Koppuravuri Srinivasa Rao v. Koppuravuri Venkata Savithri Devi
2024-09-13
NYAPATHY VIJAY, RAVI NATH TILHARI
body2024
DigiLaw.ai
JUDGMENT : Nyapathy Vijay, J. This Appeal is filed under Section 28 of the Hindu Marriage Act questioning the judgment and decree dated 06.11.2007 passed in HMOP.No.54 of 2005 on the file of Senior Civil Judge, Bhimavaram, West Godavari District. 2. The brief facts are as under: Appellant is the Petitioner. As per the petition, the marriage between the Petitioner and Respondent was performed on 09.04.2000 as per Hindu Rites and Customs at Arya Vysya Kalyana Mandapam in Akividu Village and Mandal, West Godavari District. After the marriage, the Petitioner took the Respondent to Bhimavaram, where they lived together. About three months after the marriage, the Respondent became pregnant and parents of the Respondent took her to their house.

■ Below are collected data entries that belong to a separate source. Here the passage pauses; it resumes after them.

#[derive(Default)]
struct FakeState {
    objects: BTreeMap<ObjectKey, Value>,
    /// Prior revisions per `{ns}/{deployment}`, oldest first.
    history: HashMap<String, Vec<Value>>,
    stalled: HashSet<String>,
    unhealthy: HashSet<String>,
    scripted_probes: HashMap<String, VecDeque<bool>>,
    ready_override: HashMap<String, u32>,
    logs: HashMap<String, String>,
    injected: HashMap<String, VecDeque<GatewayError>>,
    exec_handler: Option<ExecHandler>,
    ops: Vec<FakeOp>,
    pod_seq: u32,
    probe_latency: Duration,
}

pub struct FakeCluster {
    state: Mutex<FakeState>,
}

impl Default for FakeCluster {
    fn default() -> Self {
        Self::new()
    }
}

fn key(kind: &str, namespace: &str, name: &str) -> ObjectKey {
    (
        manifest::normalize_kind(kind),
        namespace.to_string(),
        name.to_string(),
    )
}

fn owner_of(pod: &Value) -> Option<&str> {
    pod.pointer("/metadata/annotations")
        .and_then(|a| a.get(OWNER_ANNOTATION))
        .and_then(Value::as_str)
}

/// Build a minimal Deployment manifest.
pub fn deployment_manifest(
    namespace: &str,
    name: &str,
    container: &str,
    image: &str,
    replicas: u32,
    labels: &[(&str, &str)],
) -> Value {
    let labels: serde_json::Map<String, Value> = labels
        .iter()
        .map(|(k, v)| (k.to_string(), Value::String(v.to_string())))
        .collect();
    json!({
        "apiVersion": "apps/v1",
        "kind": "Deployment",
        "metadata": {"name": name, "namespace": namespace, "labels": labels},
        "spec": {
            "replicas": replicas,
            "selector": {"matchLabels": labels},
            "template": {
                "metadata": {"labels": labels},
                "spec": {"containers": [{"name": container, "image": image}]}
            }
        }
    })
}

/// Build a minimal Service manifest whose selector carries `labels`.
pub fn service_manifest(namespace: &str, name: &str, labels: &[(&str, &str)]) -> Value {
    let labels: serde_json::Map<String, Value> = labels
        .iter()
        .map(|(k, v)| (k.to_string(), Value::String(v.to_string())))
        .collect();
    json!({
        "apiVersion": "v1",
        "kind": "Service",
        "metadata": {"name": name, "namespace": namespace, "labels": labels},
        "spec": {"selector": labels, "ports": [{"port": 80, "targetPort": 8080}]}
    })
}
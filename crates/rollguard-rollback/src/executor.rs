//! Rollback executor: entry point for one rollback run.

use std::collections::BTreeMap;
use std::sync::Arc;
use std::time::Duration;

use rollguard_cluster::ClusterGateway;
use rollguard_core::{
    Backup, BackupContents, Component, ComponentResult, ComponentStatus, RollbackOutcome,
    RollbackRequest, RollbackTarget, RollbackType, RollguardConfig, workload_key,
};
use rollguard_health::HealthGate;
use rollguard_state::{BackupPurpose, BackupStore, Lease, StateError, backup::generate_name};
use tokio::time::Instant;
use tracing::{error, info, warn};

use crate::application::ApplicationReverter;
use crate::confirm::Confirmer;
use crate::database::DatabaseReverter;
use crate::error::{RollbackError, RollbackResult};
use crate::objects::ObjectReverter;
use crate::reverter::{ComponentReverter, RevertContext, RevertTo};

/// Knobs for one executor, usually taken from `rollguard.toml`.
#[derive(Debug, Clone)]
pub struct RollbackPolicy {
    pub namespace: String,
    pub app: String,
    pub production: bool,
    pub skip_backup: bool,
    pub require_confirmation: bool,
    pub retry_budget: u32,
    pub retry_backoff: Duration,
    pub gate_attempts: u32,
    pub gate_interval: Duration,
}

impl RollbackPolicy {
    pub fn from_config(config: &RollguardConfig) -> Self {
        Self {
            namespace: config.namespace.clone(),
            app: config.workload.app.clone(),
            production: config.is_production(),
            skip_backup: config.rollback.skip_backup,
            require_confirmation: config.rollback.require_confirmation,
            retry_budget: config.rollout.retry_budget,
            retry_backoff: config.rollout.retry_backoff(),
            gate_attempts: config.health.max_attempts,
            gate_interval: config.health.interval(),
        }
    }

    /// The workload lease a rollback must hold.
    pub fn lease_key(&self) -> String {
        workload_key(&self.namespace, &self.app)
    }
}

/// Where the components of one run are going.
enum Source {
    Previous { baseline: Option<(String, BackupContents)> },
    Revision(u32),
    Backup(String, BackupContents),
}

pub struct RollbackExecutor {
    gateway: Arc<dyn ClusterGateway>,
    gate: HealthGate,
    backups: BackupStore,
    confirmer: Arc<dyn Confirmer>,
    policy: RollbackPolicy,
    /// One per managed component.
    reverters: Vec<Box<dyn ComponentReverter>>,
}
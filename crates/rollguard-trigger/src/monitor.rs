//! Trigger monitor loop.

use std::sync::Arc;
use std::time::Duration;

use regex::Regex;
use rollguard_cluster::ClusterGateway;
use rollguard_core::{RollbackRequest, RollguardConfig};
use rollguard_health::{GateTarget, HealthGate};
use tokio::sync::watch;
use tokio::time::{Instant, MissedTickBehavior};
use tracing::{debug, info, warn};

use crate::condition::{
    ErrorRate, QuotaExhaustion, RestartRatio, SignalCondition, WorkerAvailability,
};
use crate::signal::TriggerSignal;

/// Why [`TriggerMonitor::run`] returned.
#[derive(Debug, Clone, PartialEq)]
pub enum MonitorExit {
    /// A signal exceeded its window; the request is ready to execute.
    Triggered(RollbackRequest),
    /// Shutdown was requested.
    Cancelled,
    /// `max_duration` passed without a breach.
    Completed,
}

pub struct TriggerMonitor {
    /// Evaluated in order; the first to fire wins a tie.
    signals: Vec<(TriggerSignal, Box<dyn SignalCondition>)>,
    interval: Duration,
    max_duration: Option<Duration>,
}

impl TriggerMonitor {
    pub fn new(interval: Duration, max_duration: Option<Duration>) -> Self {
        Self {
            signals: Vec::new(),
            interval,
            max_duration,
        }
    }

    pub fn with_signal(mut self, window: Duration, condition: Box<dyn SignalCondition>) -> Self {
        let signal = TriggerSignal::new(condition.name(), window);
        self.signals.push((signal, condition));
        self
    }

    /// Override the overall monitoring budget.
    pub fn with_max_duration(mut self, max_duration: Option<Duration>) -> Self {
        self.max_duration = max_duration;
        self
    }

    /// Build the enabled signals in priority order: error rate, restart
    /// ratio, worker availability (only with a worker), quota exhaustion.
    pub fn from_config(
        config: &RollguardConfig,
        gateway: Arc<dyn ClusterGateway>,
        gate: HealthGate,
    ) -> Result<Self, regex::Error> {
        let t = &config.triggers;
        let ns = config.namespace.clone();
        let selector = config.app_selector();
        let mut monitor = Self::new(t.monitoring_interval(), t.max_duration());

        if t.error_rate.enabled {
            monitor = monitor.with_signal(
                t.error_rate.window(),
                Box::new(ErrorRate {
                    gate,
                    target: GateTarget::deployment(&ns, &config.workload.app, &selector),
                    threshold: t.error_rate.threshold,
                }),
            );
        }
        if t.restart_ratio.enabled {
            monitor = monitor.with_signal(
                t.restart_ratio.window(),
                Box::new(RestartRatio {
                    gateway: gateway.clone(),
                    namespace: ns.clone(),
                    selector: selector.clone(),
                    restart_limit: t.restart_limit,
                    threshold: t.restart_ratio.threshold,
                }),
            );
        }
        if t.worker_availability.enabled
            && let Some(worker) = &config.workload.worker
        {
            monitor = monitor.with_signal(
                t.worker_availability.window(),
                Box::new(WorkerAvailability {
                    gateway: gateway.clone(),
                    namespace: ns.clone(),
                    worker: worker.clone(),
                    threshold: t.worker_availability.threshold,
                }),
            );
        }
        if t.quota_exhaustion.enabled {
            monitor = monitor.with_signal(
                t.quota_exhaustion.window(),
                Box::new(QuotaExhaustion {
                    gateway,
                    namespace: ns,
                    selector,
                    pattern: Regex::new(&t.quota_pattern)?,
                    lookback: t.log_lookback(),
                    threshold: t.quota_exhaustion.threshold,
                }),
            );
        }
        Ok(monitor)
    }

    pub fn signals(&self) -> impl Iterator<Item = &TriggerSignal> {
        self.signals.iter().map(|(s, _)| s)
    }

    /// Sample every signal now and every `interval` after, until one fires,
    /// shutdown is requested, or `max_duration` passes.
    pub async fn run(&mut self, mut shutdown: watch::Receiver<bool>) -> MonitorExit {
        if *shutdown.borrow_and_update() {
            return MonitorExit::Cancelled;
        }
        info!(
            signals = self.signals.len(),
            interval_secs = self.interval.as_secs(),
            "trigger monitor started"
        );

        let started = Instant::now();
        let mut ticker = tokio::time::interval(self.interval);
        ticker.set_missed_tick_behavior(MissedTickBehavior::Delay);
        let mut watching = true;

        loop {
            tokio::select! {
                _ = ticker.tick() => {}
                changed = shutdown.changed(), if watching => {
                    // A dropped sender can no longer cancel us.
                    if changed.is_err() {
                        watching = false;
                    } else if *shutdown.borrow_and_update() {
                        info!("trigger monitor cancelled");
                        return MonitorExit::Cancelled;
                    }
                    continue;
                }
            }

            let now = Instant::now();
            if let Some(max) = self.max_duration
                && now.duration_since(started) > max
            {
                info!(elapsed_secs = max.as_secs(), "trigger monitor completed without a breach");
                return MonitorExit::Completed;
            }
            if let Some(request) = self.sample(now).await {
                return MonitorExit::Triggered(request);
            }
        }
    }

    /// Evaluate every signal once and return the first that fired.
    async fn sample(&mut self, now: Instant) -> Option<RollbackRequest> {
        let mut fired: Option<RollbackRequest> = None;
        for (signal, condition) in &mut self.signals {
            match condition.evaluate().await {
                Ok(eval) => {
                    debug!(
                        signal = %signal.name(),
                        value = eval.value,
                        threshold = eval.threshold,
                        breached = eval.breached,
                        "signal sampled"
                    );
                    if signal.observe(eval.breached, now) && fired.is_none() {
                        let reason = format!(
                            "{} at {:.3} against threshold {:.3} for {}s",
                            signal.name(),
                            eval.value,
                            eval.threshold,
                            signal.window().as_secs()
                        );
                        warn!(signal = %signal.name(), %reason, "rollback triggered");
                        fired = Some(RollbackRequest::automatic(signal.name(), &reason));
                    }
                }
                Err(e) => {
                    warn!(signal = %signal.name(), error = %e, "signal evaluation failed, state held");
                }
            }
        }
        fired
    }
}
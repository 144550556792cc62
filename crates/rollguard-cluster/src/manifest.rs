//! JSON helpers for cluster objects.
//!
//! Objects are plain `serde_json::Value`s in the shape the API server
//! returns. These helpers read the few fields the engines care about and
//! derive new workloads from live ones.

use std::collections::BTreeMap;

use serde_json::{Map, Value, json};

/// Canonical lower-case singular name for a resource kind.
pub fn normalize_kind(kind: &str) -> String {
    let lower = kind.trim().to_ascii_lowercase();
    let canonical = match lower.as_str() {
        "deploy" | "deployments" | "deployment.apps" | "deployments.apps" => "deployment",
        "svc" | "services" => "service",
        "cm" | "configmaps" => "configmap",
        "hpa" | "horizontalpodautoscalers" => "horizontalpodautoscaler",
        "po" | "pods" => "pod",
        "secrets" => "secret",
        "servicemonitors" => "servicemonitor",
        _ => return lower,
    };
    canonical.to_string()
}

pub fn name(object: &Value) -> Option<&str> {
    object.pointer("/metadata/name").and_then(Value::as_str)
}

pub fn namespace(object: &Value) -> Option<&str> {
    object.pointer("/metadata/namespace").and_then(Value::as_str)
}

/// The object's kind, normalized.
pub fn kind(object: &Value) -> Option<String> {
    object.get("kind").and_then(Value::as_str).map(normalize_kind)
}

/// `metadata.labels` as a map; empty if absent.
pub fn labels(object: &Value) -> BTreeMap<String, String> {
    object
        .pointer("/metadata/labels")
        .and_then(Value::as_object)
        .map(|m| {
            m.iter()
                .filter_map(|(k, v)| v.as_str().map(|v| (k.clone(), v.to_string())))
                .collect()
        })
        .unwrap_or_default()
}

pub fn label<'a>(object: &'a Value, key: &str) -> Option<&'a str> {
    object
        .pointer("/metadata/labels")
        .and_then(|l| l.get(key))
        .and_then(Value::as_str)
}

/// Desired and ready replica counts of a workload.
///
/// `spec.replicas` defaults to 1 when unset, as the API server does.
pub fn replica_counts(object: &Value) -> (u32, u32) {
    let desired = object
        .pointer("/spec/replicas")
        .and_then(Value::as_u64)
        .unwrap_or(1) as u32;
    let ready = object
        .pointer("/status/readyReplicas")
        .and_then(Value::as_u64)
        .unwrap_or(0) as u32;
    (desired, ready)
}

/// Image of the named container in a workload's pod template.
pub fn container_image<'a>(object: &'a Value, container: &str) -> Option<&'a str> {
    object
        .pointer("/spec/template/spec/containers")
        .and_then(Value::as_array)?
        .iter()
        .find(|c| c.get("name").and_then(Value::as_str) == Some(container))
        .and_then(|c| c.get("image"))
        .and_then(Value::as_str)
}

/// Set the image of the named container. Returns false if there is no
/// such container.
pub fn set_container_image(object: &mut Value, container: &str, image: &str) -> bool {
    let Some(containers) = object
        .pointer_mut("/spec/template/spec/containers")
        .and_then(Value::as_array_mut)
    else {
        return false;
    };
    for c in containers.iter_mut() {
        if c.get("name").and_then(Value::as_str) == Some(container) {
            c["image"] = Value::String(image.to_string());
            return true;
        }
    }
    false
}

pub fn pod_ip(pod: &Value) -> Option<&str> {
    pod.pointer("/status/podIP").and_then(Value::as_str)
}

/// Total container restarts of a pod.
pub fn restart_count(pod: &Value) -> u32 {
    pod.pointer("/status/containerStatuses")
        .and_then(Value::as_array)
        .map(|statuses| {
            statuses
                .iter()
                .filter_map(|s| s.get("restartCount").and_then(Value::as_u64))
                .sum::<u64>() as u32
        })
        .unwrap_or(0)
}

const SERVER_METADATA: &[&str] = &[
    "resourceVersion",
    "uid",
    "generation",
    "creationTimestamp",
    "managedFields",
    "selfLink",
];

const SERVER_ANNOTATIONS: &[&str] = &[
    "kubectl.kubernetes.io/last-applied-configuration",
    "deployment.kubernetes.io/revision",
];

/// Remove fields the API server owns so the object can be re-applied.
pub fn strip_server_fields(object: &mut Value) {
    if let Some(obj) = object.as_object_mut() {
        obj.remove("status");
    }
    if let Some(meta) = object.get_mut("metadata").and_then(Value::as_object_mut) {
        for field in SERVER_METADATA {
            meta.remove(*field);
        }
        let empty = match meta.get_mut("annotations").and_then(Value::as_object_mut) {
            Some(annotations) => {
                for a in SERVER_ANNOTATIONS {
                    annotations.remove(*a);
                }
                annotations.is_empty()
            }
            None => false,
        };
        if empty {
            meta.remove("annotations");
        }
    }
}

/// A copy of `object` without server-owned fields, for comparisons.
pub fn normalized(object: &Value) -> Value {
    let mut copy = object.clone();
    strip_server_fields(&mut copy);
    copy
}

/// Derive a new workload from a live one: rename it, add labels to its
/// metadata, selector, and pod template, and point `container` at `image`.
pub fn derive_workload(
    template: &Value,
    new_name: &str,
    container: &str,
    image: &str,
    extra_labels: &[(&str, &str)],
    replicas: Option<u32>,
) -> Value {
    let mut object = normalized(template);
    ensure_object(&mut object, "/metadata");
    ensure_object(&mut object, "/spec");
    object["metadata"]["name"] = Value::String(new_name.to_string());

    for pointer in [
        "/metadata/labels",
        "/spec/selector/matchLabels",
        "/spec/template/metadata/labels",
    ] {
        ensure_object(&mut object, pointer);
        if let Some(labels) = object.pointer_mut(pointer).and_then(Value::as_object_mut) {
            for (k, v) in extra_labels {
                labels.insert(k.to_string(), Value::String(v.to_string()));
            }
        }
    }

    if let Some(n) = replicas {
        object["spec"]["replicas"] = json!(n);
    }
    set_container_image(&mut object, container, image);
    object
}

/// Create empty objects along `pointer` where missing.
fn ensure_object(object: &mut Value, pointer: &str) {
    let mut cursor = object;
    for segment in pointer.split('/').skip(1) {
        if !cursor.is_object() {
            *cursor = Value::Object(Map::new());
        }
        let Some(map) = cursor.as_object_mut() else {
            return;
        };
        cursor = map
            .entry(segment.to_string())
            .or_insert_with(|| Value::Object(Map::new()));
    }
    if !cursor.is_object() {
        *cursor = Value::Object(Map::new());
    }
}

/// Apply an RFC 7386 JSON merge patch in place.
pub fn merge_patch(target: &mut Value, patch: &Value) {
    let Some(patch_map) = patch.as_object() else {
        *target = patch.clone();
        return;
    };
    if !target.is_object() {
        *target = Value::Object(Map::new());
    }
    if let Some(target_map) = target.as_object_mut() {
        for (key, value) in patch_map {
            if value.is_null() {
                target_map.remove(key);
            } else {
                merge_patch(
                    target_map.entry(key.clone()).or_insert(Value::Null),
                    value,
                );
            }
        }
    }
}

/// Match labels against an equality-based selector (`a=b,c!=d`).
///
/// A term with no operator requires the key to be present.
pub fn selector_matches(selector: &str, labels: &BTreeMap<String, String>) -> bool {
    selector
        .split(',')
        .map(str::trim)
        .filter(|term| !term.is_empty())
        .all(|term| {
            if let Some((k, v)) = term.split_once("!=") {
                labels.get(k.trim()).map(String::as_str) != Some(v.trim())
            } else if let Some((k, v)) = term.split_once("==").or_else(|| term.split_once('=')) {
                labels.get(k.trim()).map(String::as_str) == Some(v.trim())
            } else {
                labels.contains_key(term)
            }
        })
}

#[cfg(test)]
mod tests {
    use super::*;

    fn deployment() -> Value {
        json!({
            "apiVersion": "apps/v1",
            "kind": "Deployment",
            "metadata": {
                "name": "api",
                "namespace": "prod",
                "labels": {"app": "api"},
                "resourceVersion": "1234",
                "uid": "abc",
                "annotations": {"deployment.kubernetes.io/revision": "4"}
            },
            "spec": {
                "replicas": 3,
                "selector": {"matchLabels": {"app": "api"}},
                "template": {
                    "metadata": {"labels": {"app": "api"}},
                    "spec": {"containers": [
                        {"name": "api", "image": "api:v1"},
                        {"name": "sidecar", "image": "proxy:1"}
                    ]}
                }
            },
            "status": {"readyReplicas": 2}
        })
    }

    #[test]
    fn normalizes_kind_spellings() {
        assert_eq!(normalize_kind("Deployments"), "deployment");
        assert_eq!(normalize_kind("svc"), "service");
        assert_eq!(normalize_kind("HPA"), "horizontalpodautoscaler");
        assert_eq!(normalize_kind("ServiceMonitor"), "servicemonitor");
    }

    #[test]
    fn reads_replica_counts_and_images() {
        let d = deployment();
        assert_eq!(replica_counts(&d), (3, 2));
        assert_eq!(container_image(&d, "api"), Some("api:v1"));
        assert_eq!(container_image(&d, "missing"), None);
        assert_eq!(kind(&d).as_deref(), Some("deployment"));
    }

    #[test]
    fn replicas_default_to_one() {
        let d = json!({"spec": {}});
        assert_eq!(replica_counts(&d), (1, 0));
    }

    #[test]
    fn strip_removes_server_fields() {
        let stripped = normalized(&deployment());
        assert!(stripped.get("status").is_none());
        assert!(stripped.pointer("/metadata/resourceVersion").is_none());
        assert!(stripped.pointer("/metadata/annotations").is_none());
        assert_eq!(name(&stripped), Some("api"));
    }

    #[test]
    fn derive_relabels_and_swaps_image() {
        let green = derive_workload(
            &deployment(),
            "api-green",
            "api",
            "api:v2",
            &[("color", "green")],
            None,
        );
        assert_eq!(name(&green), Some("api-green"));
        assert_eq!(label(&green, "color"), Some("green"));
        assert_eq!(
            green.pointer("/spec/selector/matchLabels/color"),
            Some(&json!("green"))
        );
        assert_eq!(
            green.pointer("/spec/template/metadata/labels/color"),
            Some(&json!("green"))
        );
        assert_eq!(container_image(&green, "api"), Some("api:v2"));
        assert_eq!(container_image(&green, "sidecar"), Some("proxy:1"));
        assert_eq!(replica_counts(&green).0, 3);
    }

    #[test]
    fn derive_creates_missing_label_maps() {
        let bare = json!({
            "kind": "Deployment",
            "metadata": {"name": "api"},
            "spec": {"template": {"spec": {"containers": [{"name": "api", "image": "a"}]}}}
        });
        let canary = derive_workload(&bare, "api-canary", "api", "b", &[("track", "canary")], Some(1));
        assert_eq!(label(&canary, "track"), Some("canary"));
        assert_eq!(replica_counts(&canary).0, 1);
    }

    #[test]
    fn merge_patch_follows_rfc7386() {
        let mut target = json!({"a": {"b": 1, "c": 2}, "d": [1, 2]});
        merge_patch(&mut target, &json!({"a": {"b": null, "e": 3}, "d": [9]}));
        assert_eq!(target, json!({"a": {"c": 2, "e": 3}, "d": [9]}));
    }

    #[test]
    fn selector_matching() {
        let mut l = BTreeMap::new();
        l.insert("app".to_string(), "api".to_string());
        l.insert("color".to_string(), "blue".to_string());
        assert!(selector_matches("app=api", &l));
        assert!(selector_matches("app=api,color=blue", &l));
        assert!(selector_matches("app==api,color!=green", &l));
        assert!(!selector_matches("app=api,color=green", &l));
        assert!(selector_matches("color", &l));
        assert!(!selector_matches("track", &l));
        assert!(selector_matches("", &l));
    }

    #[test]
    fn restart_count_sums_containers() {
        let pod = json!({"status": {"containerStatuses": [
            {"restartCount": 2}, {"restartCount": 3}
        ]}});
        assert_eq!(restart_count(&pod), 5);
        assert_eq!(restart_count(&json!({})), 0);
    }
}
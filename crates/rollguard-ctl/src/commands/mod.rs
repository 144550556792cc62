pub mod backup;
pub mod deploy;
pub mod history;
pub mod monitor;
pub mod rollback;
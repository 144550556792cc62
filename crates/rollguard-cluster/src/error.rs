//! Gateway error taxonomy.

use thiserror::Error;

/// Result type alias for gateway calls.
pub type GatewayResult<T> = Result<T, GatewayError>;

/// A failed cluster or network call.
///
/// Only `Transient` is safe to retry; every other variant is permanent.
#[derive(Debug, Clone, Error, PartialEq, Eq)]
pub enum GatewayError {
    #[error("transient cluster error: {0}")]
    Transient(String),

    #[error("{kind} {name:?} not found")]
    NotFound { kind: String, name: String },

    #[error("invalid manifest: {0}")]
    InvalidManifest(String),

    #[error("access denied: {0}")]
    AuthDenied(String),

    #[error("cluster error: {0}")]
    Permanent(String),
}

impl GatewayError {
    pub fn not_found(kind: &str, name: &str) -> Self {
        Self::NotFound {
            kind: kind.to_string(),
            name: name.to_string(),
        }
    }

    pub fn is_transient(&self) -> bool {
        matches!(self, Self::Transient(_))
    }

    pub fn is_not_found(&self) -> bool {
        matches!(self, Self::NotFound { .. })
    }
}

const TRANSIENT_MARKERS: &[&str] = &[
    "connection refused",
    "connection reset",
    "i/o timeout",
    "tls handshake timeout",
    "the server is currently unable",
    "context deadline exceeded",
    "unexpected eof",
    "no route to host",
    "too many requests",
    "etcdserver: request timed out",
    "serviceunavailable",
];

/// Classify a failed `kubectl` invocation from its stderr.
///
/// Unrecognised failures are permanent: retrying an unknown error is more
/// likely to repeat a bad mutation than to recover.
pub fn classify_failure(stderr: &str, kind: &str, name: &str) -> GatewayError {
    let lower = stderr.to_ascii_lowercase();
    let message = stderr.trim().to_string();

    if lower.contains("(notfound)")
        || lower.contains(" not found")
        || lower.contains("could not find the requested resource")
    {
        return GatewayError::not_found(kind, name);
    }
    if lower.contains("forbidden") || lower.contains("unauthorized") {
        return GatewayError::AuthDenied(message);
    }
    if lower.contains("is invalid")
        || lower.contains("error validating")
        || lower.contains("error parsing")
        || lower.contains("unable to decode")
    {
        return GatewayError::InvalidManifest(message);
    }
    if TRANSIENT_MARKERS.iter().any(|m| lower.contains(m)) {
        return GatewayError::Transient(message);
    }
    GatewayError::Permanent(message)
}
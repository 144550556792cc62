//! Strategy executor: entry point for one deployment run.

use std::sync::Arc;

use rollguard_cluster::ClusterGateway;
use rollguard_core::{Deployment, DeploymentState};
use rollguard_health::HealthGate;
use rollguard_state::Lease;
use tokio::sync::watch;
use tracing::{error, info};

use crate::context::RolloutContext;
use crate::error::RolloutError;
use crate::strategy::{StrategySettings, driver_for};

/// Runs deployments against one cluster with fixed settings.
pub struct StrategyExecutor {
    gateway: Arc<dyn ClusterGateway>,
    gate: HealthGate,
    settings: StrategySettings,
}

impl StrategyExecutor {
    /// An executor whose drivers talk to `gateway` and gate candidates
    /// with `gate`.
    pub fn new(
        gateway: Arc<dyn ClusterGateway>,
        gate: HealthGate,
        settings: StrategySettings,
    ) -> Self {
        Self {
            gateway,
            gate,
            settings,
        }
    }

    /// Workload names, selectors and timings used by every run.
    pub fn settings(&self) -> &StrategySettings {
        &self.settings
    }

    /// Drive `deployment` to a terminal state with its strategy.
    ///
    /// The caller must hold the workload's lease. On return the deployment
    /// is `Succeeded` or `Failed` and its phase log says how far it got.
    /// A wrong lease is refused before anything runs.
    pub async fn run(
        &self,
        deployment: &mut Deployment,
        lease: &Lease,
        shutdown: watch::Receiver<bool>,
    ) -> Result<(), RolloutError> {
        lease.covers(&deployment.lease_key())?;

        let driver = driver_for(deployment.strategy);
        deployment.state = DeploymentState::Running;
        info!(
            deployment = %deployment.id,
            workload = %deployment.lease_key(),
            strategy = %deployment.strategy,
            image = %deployment.target_image,
            "deployment started"
        );

        let result = {
            let mut ctx = RolloutContext::new(
                self.gateway.as_ref(),
                &self.gate,
                &self.settings,
                deployment,
                shutdown,
            );
            driver.drive(&mut ctx).await
        };

        match result {
            Ok(()) => {
                deployment.state = DeploymentState::Succeeded;
                info!(deployment = %deployment.id, "deployment succeeded");
                Ok(())
            }
            Err(failure) => {
                deployment.state = DeploymentState::Failed;
                error!(
                    deployment = %deployment.id,
                    phase = %failure.phase,
                    error = %failure.cause,
                    live_mutated = deployment.live_mutated,
                    "deployment failed"
                );
                Err(failure.into())
            }
        }
    }
}
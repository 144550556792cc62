use rollguard_ctl::report::{format_backup, format_backups, render};
use rollguard_ctl::{Orchestrator, OutputFormat};

pub async fn create(
    orchestrator: &Orchestrator,
    name: Option<&str>,
    output: OutputFormat,
) -> anyhow::Result<()> {
    let backup = orchestrator.create_backup(name).await?;
    match output {
        OutputFormat::Json => println!("{}", serde_json::to_string_pretty(&backup)?),
        OutputFormat::Text => println!("✓ Backup {} written to {}", backup.id, backup.path.display()),
    }
    Ok(())
}

pub fn list(orchestrator: &Orchestrator, output: OutputFormat) -> anyhow::Result<()> {
    let backups = orchestrator.list_backups()?;
    println!("{}", render(output, &backups, |b| format_backups(b))?);
    Ok(())
}

pub fn show(orchestrator: &Orchestrator, name: &str, output: OutputFormat) -> anyhow::Result<()> {
    let (backup, contents) = orchestrator.show_backup(name)?;
    match output {
        OutputFormat::Json => println!(
            "{}",
            serde_json::to_string_pretty(&serde_json::json!({
                "backup": backup,
                "contents": contents,
            }))?
        ),
        OutputFormat::Text => println!("{}", format_backup(&backup, &contents)),
    }
    Ok(())
}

The Respondent thereafter gave birth to a baby boy. Even after five months after the delivery, the Respondent did not join the marital life with the Petitioner even though the Petitioner was requesting the parents of the Respondent and Respondent for the same. After repeated requests, it was stated that a condition was put that the Petitioner should take a separate residence and accordingly, the Petitioner took a separate residence in Bhimavaram to live with the Respondent. However, the Respondent used to neglect the Petitioner and used to go to her parents house without informing the Petitioner. On 20.02.2003, the Respondent without intimation to the Petitioner went to her parents place taking all the gold ornaments. In spite of repeated requests, the Respondent did not join the Petitioner. Hence, the application was filed for a decree of divorce on the ground of desertion under Section 13(1) (ib) of the Hindu Marriage Act, 1956. 3. The Respondent filed counter pointing out various incidents of ill-treatment. However, it was admitted in para 6 of the counter that the Petitioner came to the parents house of Respondent in May, 2002 and requested to send the Respondent and that he will take good care of her. It was pleaded that even though the Petitioner took a separate house, but failed to provide basic needs and used to take meals at his parents’ house. It was stated that in July, 2002 the Petitioner abused the Respondent and left her.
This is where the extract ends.